Layered Lemon Dessert
1 cup all-purpose flour
6 tablespoons butter
1/2 cup finely chopped pecans
FILLING
1 package (8 ounces) cream cheese, softened
1-1/2 cups confectioners' sugar
1-1/2 cups whipped topping
2 cups sugar
1/3 cup cornstarch
1/4 teaspoon salt
2 cups water, divided (1/4 c)(1 3/4c)
3 eggs
1/4 cup vinegar
1/4 cup lemon juice
1 tablespoon butter
1 teaspoon lemon extract
Cut butter into flour until crumbly. Stir in pecans.
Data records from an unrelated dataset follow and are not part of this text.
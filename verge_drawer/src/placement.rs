// Copyright 2026 the Verge Authors
// SPDX-License-Identifier: Apache-2.0 OR MIT

//! Visibility and placement resolution.
//!
//! This is the drawer's state machine. It takes the independent visibility
//! flags and the edge placement and derives, in one pass, everything the
//! rest of the pipeline needs: whether the drawer occupies layout space,
//! how far off screen it sits, which direction it slides, and which edge
//! its reservation is accounted against. The outputs are derived on every
//! evaluation and never stored, so the flags can never disagree with the
//! resolved geometry.

use crate::config::DockFlags;
use verge_layout::Edge;

/// The axis a drawer slides along.
#[derive(Copy, Clone, Debug, Eq, PartialEq, Hash)]
pub enum Axis {
    /// Slide along the x axis (left/right docking).
    Horizontal,
    /// Slide along the y axis (bottom docking).
    Vertical,
}

/// The derived visibility state of a drawer.
///
/// These names exist for diagnostics and tests; the state is recomputed
/// from the flags on every evaluation, never stored.
#[derive(Copy, Clone, Debug, Eq, PartialEq, Hash)]
pub enum DrawerState {
    /// Stateful (permanent or stateless): reserves space regardless of the
    /// open flag.
    Permanent,
    /// Open and docked: visible and reserving space.
    OpenDocked,
    /// Open in overlay mode: visible above content, reserving nothing.
    OpenOverlay,
    /// Closed but still docked. Unreachable: a drawer that reserves space
    /// while closed is by definition stateful, which resolves to
    /// [`DrawerState::Permanent`] instead. Kept to document the state space.
    ClosedDocked,
    /// Closed and fully off screen.
    Closed,
}

/// Resolved placement outputs for one evaluation.
///
/// Produced by [`Placement::resolve`]; consumed by the layout reservation
/// step and the render projection.
#[derive(Copy, Clone, Debug, PartialEq)]
pub struct Placement {
    /// `permanent || stateless`: not dismissible by outside interaction.
    pub stateful: bool,
    /// Whether the drawer occupies layout space this evaluation.
    pub reserves_space: bool,
    /// How far off screen the drawer sits, as a percentage of its own
    /// extent: `0.0` when visible, `100.0` when fully hidden.
    pub offscreen_fraction: f64,
    /// Signed translate percentage along [`Placement::axis`]. Negative
    /// slides toward the leading edge, positive toward the trailing edge.
    pub translate: f64,
    /// The axis the drawer slides along.
    pub axis: Axis,
    /// The edge the drawer's reservation is accounted against.
    pub layout_edge: Edge,
    /// The derived state name.
    pub state: DrawerState,
}

impl Placement {
    /// Resolves placement from the visibility flags and edge placement.
    ///
    /// `open` is the seeded open flag — callers resolve the tri-state before
    /// this point, so an uninitialized drawer can never reach the state
    /// machine.
    #[must_use]
    pub fn resolve(
        open: bool,
        permanent: bool,
        stateless: bool,
        temporary: bool,
        dock: DockFlags,
    ) -> Self {
        let stateful = permanent || stateless;
        let reserves_space = stateful || (open && !temporary);
        let offscreen_fraction = if stateful || open { 0.0 } else { 100.0 };
        let sign = if dock.is_trailing() { 1.0 } else { -1.0 };
        let axis = if dock.contains(DockFlags::BOTTOM) {
            Axis::Vertical
        } else {
            Axis::Horizontal
        };

        let state = if stateful {
            DrawerState::Permanent
        } else if open {
            if temporary {
                DrawerState::OpenOverlay
            } else {
                DrawerState::OpenDocked
            }
        } else {
            DrawerState::Closed
        };

        // Sign only a nonzero fraction: 0.0 * -1.0 is -0.0, which formats
        // as "-0%".
        let translate = if offscreen_fraction == 0.0 {
            0.0
        } else {
            offscreen_fraction * sign
        };

        Self {
            stateful,
            reserves_space,
            offscreen_fraction,
            translate,
            axis,
            layout_edge: dock.layout_edge(),
            state,
        }
    }
}
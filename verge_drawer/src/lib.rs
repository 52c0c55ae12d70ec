// Copyright 2026 the Verge Authors
// SPDX-License-Identifier: Apache-2.0 OR MIT

// After you edit the crate's doc comment, run this command, then check README.md for any missing links
// cargo rdme --workspace-project=verge_drawer --heading-base-level=0

//! Verge Drawer: renderer-agnostic state core for collapsible side panels.
//!
//! A drawer is a panel docked to a viewport edge that can be permanently
//! docked, temporarily overlaid, collapsed to an icon rail, or hidden, and
//! that reserves space in the surrounding page layout proportional to its
//! current size. The hard part is not the rendering — it is resolving a set
//! of independent flags (open, permanent, temporary, rail, mobile, hover
//! expansion, edge placement) into one unambiguous geometry on every change.
//! This crate is that resolution logic, split into small derived steps:
//!
//! - [`dimensions`]: declared width / rail width / hover state down to one
//!   effective pixel size and one visible width.
//! - [`Placement`]: the visibility/placement state machine — whether the
//!   drawer occupies layout space, and the signed translate that slides it
//!   on or off screen.
//! - [`Drawer`]: the controller that owns the state, seeds the open default
//!   once, and re-registers its space claim with a shared
//!   [`verge_layout::LayoutRegistry`] on every pass.
//! - [`classes`] / [`DrawerStyle`] / [`Slots`]: the CSS-facing projection of
//!   the resolved state.
//!
//! The crate does not assume any particular UI framework. Hosts own the
//! actual elements, wire pointer enter/leave events to
//! [`Drawer::pointer_enter`] / [`Drawer::pointer_leave`], call
//! [`Drawer::frame`] when state changes, and apply the returned classes and
//! styles however they render.
//!
//! ## The two widths
//!
//! A rail drawer with `expand_on_hover` widens under the pointer without
//! shifting sibling content. That works because sizing is split in two:
//! the *effective size* (rail width in rail mode) drives the layout
//! reservation, while the *visible width* (full width while hovered) drives
//! only the rendered geometry. Hover can never leak into the reservation.
//!
//! ## Minimal example
//!
//! ```rust
//! use verge_drawer::{Drawer, DrawerConfig};
//! use verge_layout::{Edge, LayoutRegistry, PanelId};
//!
//! let mut layout = LayoutRegistry::new();
//! let mut drawer = Drawer::new(PanelId::new(0), DrawerConfig::default());
//!
//! // First pass seeds the open default (open on desktop) and claims space.
//! let frame = drawer.frame(&mut layout);
//! assert_eq!(frame.reserved, 256.0);
//! assert_eq!(frame.offset, 0.0);
//! assert_eq!(frame.style.to_string(), "width: 256px; transform: translateX(0%)");
//!
//! // Closing releases the claim; the drawer slides out toward its edge.
//! drawer.set_open(false);
//! let frame = drawer.frame(&mut layout);
//! assert_eq!(layout.reserved_on(Edge::Left), 0.0);
//! assert_eq!(frame.style.translate.to_string(), "translateX(-100%)");
//! ```
//!
//! ## Overlay and rail modes
//!
//! ```rust
//! use verge_drawer::{Drawer, DrawerConfig};
//! use verge_layout::{LayoutRegistry, PanelId};
//!
//! let mut layout = LayoutRegistry::new();
//!
//! // A temporary drawer renders above content and never reserves space.
//! let mut overlay = Drawer::new(
//!     PanelId::new(0),
//!     DrawerConfig { temporary: true, open: Some(true), ..DrawerConfig::default() },
//! );
//! let frame = overlay.frame(&mut layout);
//! assert_eq!(frame.reserved, 0.0);
//! assert_eq!(frame.style.width, 256.0);
//!
//! // A permanent rail reserves its collapsed width and expands on hover.
//! let mut rail = Drawer::new(
//!     PanelId::new(1),
//!     DrawerConfig {
//!         permanent: true,
//!         rail: true,
//!         expand_on_hover: true,
//!         ..DrawerConfig::default()
//!     },
//! );
//! rail.pointer_enter();
//! let frame = rail.frame(&mut layout);
//! assert_eq!(frame.reserved, 72.0);
//! assert_eq!(frame.style.width, 256.0);
//! ```
//!
//! ## Configuration validation
//!
//! Configuration is one explicit struct with documented defaults,
//! [`DrawerConfig`]. The only validated boundary is the alignment name:
//! anything outside `start`/`center`/`end` is rejected, warned about on the
//! `log` facade, and never applied — the drawer keeps rendering with its
//! previous alignment.
//!
//! This crate is `no_std` and uses `alloc`.

#![no_std]

extern crate alloc;

mod config;
pub mod dimensions;
mod drawer;
mod hover;
mod placement;
mod render;

pub use config::{
    Alignment, Chrome, DEFAULT_RAIL_WIDTH, DEFAULT_WIDTH, DockFlags, DrawerConfig,
    InvalidAlignment, ThemeTone,
};
pub use drawer::{Drawer, DrawerFrame};
pub use hover::HoverState;
pub use placement::{Axis, DrawerState, Placement};
pub use render::{ClassList, DrawerStyle, SlotRegion, Slots, Translate, classes};
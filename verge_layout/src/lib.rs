// Copyright 2026 the Verge Authors
// SPDX-License-Identifier: Apache-2.0 OR MIT

// After you edit the crate's doc comment, run this command, then check README.md for any missing links
// cargo rdme --workspace-project=verge_layout --heading-base-level=0

//! Verge Layout: a shared registry of edge-docked space reservations.
//!
//! Application shells often dock several panels against the viewport edges:
//! navigation drawers, app bars, bottom sheets, tool rails. Each of them
//! subtracts some width or height from the page layout that the remaining
//! content may use, and panels stacked on the same edge must not overlap.
//! This crate provides the accounting for that: a [`LayoutRegistry`] that
//! panels submit their reserved size to and that hands back the offset at
//! which each panel should render.
//!
//! The registry is deliberately not a layout engine. It knows nothing about
//! the panels themselves, only about `(edge, priority, size)` claims keyed by
//! a caller-owned [`PanelId`]. Hosts construct one registry per layout
//! surface and pass it to each panel — registration lifecycle stays explicit
//! and testable, with no ambient global state.
//!
//! ## Discipline
//!
//! - Each panel owns exactly one registry entry and writes it only through
//!   its own [`PanelId`].
//! - [`LayoutRegistry::register`] is an idempotent upsert: re-submitting the
//!   same values never double-counts reserved space and never reorders
//!   siblings.
//! - Entries must be removed with [`LayoutRegistry::unregister`] when a panel
//!   is torn down; a stale entry keeps claiming space and would misposition
//!   the other panels on its edge.
//!
//! ## Precedence
//!
//! Entries on the same edge are ordered by descending [`priority`], ties
//! broken by registration order (earlier registrations bind closer to the
//! edge). A panel's offset is the accumulated size of all entries that
//! precede it in that order.
//!
//! [`priority`]: LayoutRegistry::register
//!
//! ## Minimal example
//!
//! ```rust
//! use verge_layout::{Edge, LayoutRegistry, PanelId};
//!
//! const NAV: PanelId = PanelId::new(0);
//! const TOOLS: PanelId = PanelId::new(1);
//!
//! let mut layout = LayoutRegistry::new();
//!
//! // The navigation drawer claims 256px on the left edge.
//! let offset = layout.register(NAV, Edge::Left, 0, 256.0);
//! assert_eq!(offset, 0.0);
//!
//! // A tool rail on the same edge renders after the drawer.
//! let offset = layout.register(TOOLS, Edge::Left, -1, 72.0);
//! assert_eq!(offset, 256.0);
//!
//! // The page subtracts the total from its own width.
//! assert_eq!(layout.reserved_on(Edge::Left), 328.0);
//!
//! // Teardown releases the claim.
//! layout.unregister(NAV);
//! assert_eq!(layout.offset_of(TOOLS), Some(0.0));
//! ```
//!
//! This crate is `no_std` and uses `alloc`.

#![no_std]

extern crate alloc;

mod registry;
mod types;

pub use registry::LayoutRegistry;
pub use types::{Edge, PanelId};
Press into the bottom of an ungreased 13-in. x 9-in. baking pan.
Bake at 350 degrees for 15 minutes. Cool.
Beat cream cheese and confectioners' sugar until fluffy. Fold in whipped topping. Spread over crust; chill.
In a saucepan, combine sugar, cornstarch and salt. Add 1/4 cup water and stir until smooth. Add eggs and mix well.
Add vinegar, lemon juice and remaining water; stir until smooth. Bring to a boil over medium heat, stirring constantly; boil for 1 minute. Remove from heat; add butter and extract. Cool.
Spread over cream cheese layer. Chill 2 hours or overnight. Yield: 12-16 servings.